HPP^{+}

Clinical data
- Other names: Haloperidol pyridinium; Haloperidol pyridinium ion; Haloperidol pyridinium cation; BCPP^{+}; 4-CFOBP; 4-(4-Chlorophenyl)-1-(4-(4-fluorophenyl)-4-oxobutyl)pyridinium
- Drug class: Monoaminergic neurotoxin
- ATC code: None;

Identifiers
- IUPAC name 4-[4-(4-chlorophenyl)pyridin-1-ium-1-yl]-1-(4-fluorophenyl)butan-1-one;
- CAS Number: 125785-69-5;
- PubChem CID: 9975463;
- DrugBank: DBMET01212;
- ChemSpider: 8151055;
- UNII: 47Z7A2W953;
- ChEBI: CHEBI:178132;
- ChEMBL: ChEMBL1269;
- CompTox Dashboard (EPA): DTXSID00154895 ;

Chemical and physical data
- Formula: C_{21}H_{18}ClFNO^{+}
- Molar mass: 354.83 g·mol^{−1}
- 3D model (JSmol): Interactive image;
- SMILES C1=CC(=CC=C1C2=CC=[N+](C=C2)CCCC(=O)C3=CC=C(C=C3)F)Cl;
- InChI InChI=1S/C21H18ClFNO/c22-19-7-3-16(4-8-19)17-11-14-24(15-12-17)13-1-2-21(25)18-5-9-20(23)10-6-18/h3-12,14-15H,1-2,13H2/q+1; Key:KAPIKUHBALFONG-UHFFFAOYSA-N;

= HPP+ =

Monoaminergic neurotoxin related to MPTP and metabolites of haloperidol

HPP^{+}, also known as haloperidol pyridinium, is a monoaminergic neurotoxin and a metabolite of haloperidol.

== Formation and metabolism ==
HPP^{+} is formed from haloperidol, and its dehydration product HPTP, by CYP3A enzymes in the liver. The compound can cross the blood–brain barrier and has been detected in the brain following haloperidol administration in both animals and humans.

== Neurotoxicity ==
HPP^{+} is structurally related to the selective dopaminergic neurotoxin MPTP (and its active metabolite MPP^{+}), which induces Parkinson's disease-like symptoms in humans. HPP^{+} is a neurotoxin specifically affecting serotonergic and dopaminergic neurons, and its neurotoxicity resembles that of MPTP.
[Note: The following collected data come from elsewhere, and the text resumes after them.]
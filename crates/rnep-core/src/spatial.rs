//! Geodesy utilities: ellipsoidal distance and initial bearing.

use crate::error::{Result, ScenarioError};
use crate::models::{Position, Waypoint};
use std::str::FromStr;

/// WGS84 semi-major axis in meters.
pub const WGS84_A: f64 = 6_378_137.0;
/// WGS84 flattening.
pub const WGS84_F: f64 = 1.0 / 298.257_223_563;
/// WGS84 semi-minor axis in meters.
pub const WGS84_B: f64 = WGS84_A * (1.0 - WGS84_F);

pub const EARTH_RADIUS_M: f64 = 6_371_000.0;

const METERS_PER_MILE: f64 = 1_609.344;
const VINCENTY_MAX_ITERATIONS: usize = 200;
const VINCENTY_TOLERANCE: f64 = 1e-12;

/// Unit for reported distances.
#[derive(Debug, Clone, Copy, PartialEq, Eq)]
pub enum DistanceUnit {
    Kilometers,
    Meters,
    Miles,
}

impl DistanceUnit {
    pub fn from_meters(self, meters: f64) -> f64 {
        match self {
            DistanceUnit::Kilometers => meters / 1000.0,
            DistanceUnit::Meters => meters,
            DistanceUnit::Miles => meters / METERS_PER_MILE,
        }
    }
}

impl FromStr for DistanceUnit {
    type Err = ScenarioError;

    fn from_str(unit: &str) -> Result<Self> {
        match unit {
            "km" => Ok(DistanceUnit::Kilometers),
            "m" => Ok(DistanceUnit::Meters),
            "miles" => Ok(DistanceUnit::Miles),
            other => Err(ScenarioError::InvalidUnit {
                unit: other.to_string(),
            }),
        }
    }
}

/// Geodesic distance between two positions on the WGS84 ellipsoid.
///
/// Altitude is ignored. Falls back to the spherical haversine distance in the
/// rare near-antipodal cases where Vincenty's iteration does not converge.
pub fn geodesic_distance(pos1: &Position, pos2: &Position, unit: DistanceUnit) -> f64 {
    let meters = vincenty_distance(pos1.lat, pos1.lon, pos2.lat, pos2.lon).unwrap_or_else(|| {
        tracing::debug!(
            lat1 = pos1.lat,
            lon1 = pos1.lon,
            lat2 = pos2.lat,
            lon2 = pos2.lon,
            "Vincenty did not converge; using haversine"
        );
        haversine_distance(pos1.lat, pos1.lon, pos2.lat, pos2.lon)
    });
    unit.from_meters(meters)
}

/// Geodesic distance with the unit given as "km", "m" or "miles".
pub fn distance(pos1: &Position, pos2: &Position, unit: &str) -> Result<f64> {
    let unit = unit.parse::<DistanceUnit>()?;
    Ok(geodesic_distance(pos1, pos2, unit))
}

/// Initial bearing from `pos1` to `pos2` in degrees, normalized to [0, 360).
pub fn bearing(pos1: &Position, pos2: &Position) -> f64 {
    let deg = initial_bearing_rad(pos1.lat, pos1.lon, pos2.lat, pos2.lon)
        .to_degrees()
        .rem_euclid(360.0);
    // rem_euclid rounds tiny negative angles up to exactly 360.0
    if deg >= 360.0 {
        0.0
    } else {
        deg
    }
}

/// Calculate bearing from point 1 to point 2 in radians.
/// Returns bearing in radians, 0 = north, π/2 = east.
pub fn initial_bearing_rad(lat1: f64, lon1: f64, lat2: f64, lon2: f64) -> f64 {
    let phi1 = lat1.to_radians();
    let phi2 = lat2.to_radians();
    let delta_lambda = (lon2 - lon1).to_radians();

    let x = delta_lambda.sin() * phi2.cos();
    let y = phi1.cos() * phi2.sin() - phi1.sin() * phi2.cos() * delta_lambda.cos();

    x.atan2(y)
}

/// Total path distance in kilometers.
pub fn total_distance(waypoints: &[Waypoint]) -> f64 {
    waypoints.iter().map(|wp| wp.distance_from_previous).sum()
}

/// Calculate distance between two points in meters using Haversine formula.
pub fn haversine_distance(lat1: f64, lon1: f64, lat2: f64, lon2: f64) -> f64 {
    let phi1 = lat1.to_radians();
    let phi2 = lat2.to_radians();
    let dphi = (lat2 - lat1).to_radians();
    let dlambda = (lon2 - lon1).to_radians();
    let a = (dphi / 2.0).sin().powi(2) + phi1.cos() * phi2.cos() * (dlambda / 2.0).sin().powi(2);
    2.0 * EARTH_RADIUS_M * a.sqrt().atan2((1.0 - a).sqrt())
}

/// Vincenty inverse solution on the WGS84 ellipsoid, in meters.
///
/// Returns `None` when the iteration fails to converge.
pub fn vincenty_distance(lat1: f64, lon1: f64, lat2: f64, lon2: f64) -> Option<f64> {
    let f = WGS84_F;
    let l = (lon2 - lon1).to_radians();
    let u1 = ((1.0 - f) * lat1.to_radians().tan()).atan();
    let u2 = ((1.0 - f) * lat2.to_radians().tan()).atan();
    let (sin_u1, cos_u1) = u1.sin_cos();
    let (sin_u2, cos_u2) = u2.sin_cos();

    let mut lambda = l;
    for _ in 0..VINCENTY_MAX_ITERATIONS {
        let (sin_lambda, cos_lambda) = lambda.sin_cos();
        let sin_sigma = ((cos_u2 * sin_lambda).powi(2)
            + (cos_u1 * sin_u2 - sin_u1 * cos_u2 * cos_lambda).powi(2))
        .sqrt();
        if sin_sigma == 0.0 {
            // Coincident points
            return Some(0.0);
        }
        let cos_sigma = sin_u1 * sin_u2 + cos_u1 * cos_u2 * cos_lambda;
        let sigma = sin_sigma.atan2(cos_sigma);
        let sin_alpha = cos_u1 * cos_u2 * sin_lambda / sin_sigma;
        let cos_sq_alpha = 1.0 - sin_alpha * sin_alpha;
        // Both points on the equator
        let cos_2sigma_m = if cos_sq_alpha.abs() > f64::EPSILON {
            cos_sigma - 2.0 * sin_u1 * sin_u2 / cos_sq_alpha
        } else {
            0.0
        };
        let c = f / 16.0 * cos_sq_alpha * (4.0 + f * (4.0 - 3.0 * cos_sq_alpha));
        let previous = lambda;
        lambda = l
            + (1.0 - c)
                * f
                * sin_alpha
                * (sigma
                    + c * sin_sigma
                        * (cos_2sigma_m + c * cos_sigma * (-1.0 + 2.0 * cos_2sigma_m.powi(2))));

        if (lambda - previous).abs() < VINCENTY_TOLERANCE {
            let u_sq = cos_sq_alpha * (WGS84_A.powi(2) - WGS84_B.powi(2)) / WGS84_B.powi(2);
            let a = 1.0 + u_sq / 16384.0 * (4096.0 + u_sq * (-768.0 + u_sq * (320.0 - 175.0 * u_sq)));
            let b = u_sq / 1024.0 * (256.0 + u_sq * (-128.0 + u_sq * (74.0 - 47.0 * u_sq)));
            let delta_sigma = b
                * sin_sigma
                * (cos_2sigma_m
                    + b / 4.0
                        * (cos_sigma * (-1.0 + 2.0 * cos_2sigma_m.powi(2))
                            - b / 6.0
                                * cos_2sigma_m
                                * (-3.0 + 4.0 * sin_sigma.powi(2))
                                * (-3.0 + 4.0 * cos_2sigma_m.powi(2))));
            return Some(WGS84_B * a * (sigma - delta_sigma));
        }
    }

    None
}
== Extrapyramidal symptoms ==
HPP^{+} may contribute to the development of extrapyramidal symptoms (EPS) in patients undergoing long-term haloperidol therapy. An alternative theory posits that these symptoms result from long-term dopamine receptor supersensitivity, rather than direct neurotoxicity.

== Discovery ==
HPP^{+} was first identified as a neurotoxic metabolite of haloperidol in 1990 and 1991, many years after haloperidol was introduced clinically and following the discovery of MPTP.

== Additional metabolites ==
Besides HPP^{+}, another reactive metabolite of haloperidol, RHPP^{+}, has been detected in humans. The parent form of RHPP^{+} is RHPTP.

== HPP^{+} in clinical studies of haloperidol ==

No relationships were found for serum concentrations of HPP^{+} or the ratio of serum concentrations of HPP^{+} and haloperidol with clinical variables (changes of Brief Psychiatric Rating Scale, Extrapyramidal Symptom Rating Scale) during the treatment of acute exacerbations of schizophrenic patients for 6 weeks. In a cross section study of chronic schizophrenic patients treated with haloperidol, the patients with more severe tardive dyskinesia had an increased relative body burden of HPP^{+} as calculated by the ratio of HPP^{+} and haloperidol serum concentrations multiplied by the cumulative dose of haloperidol.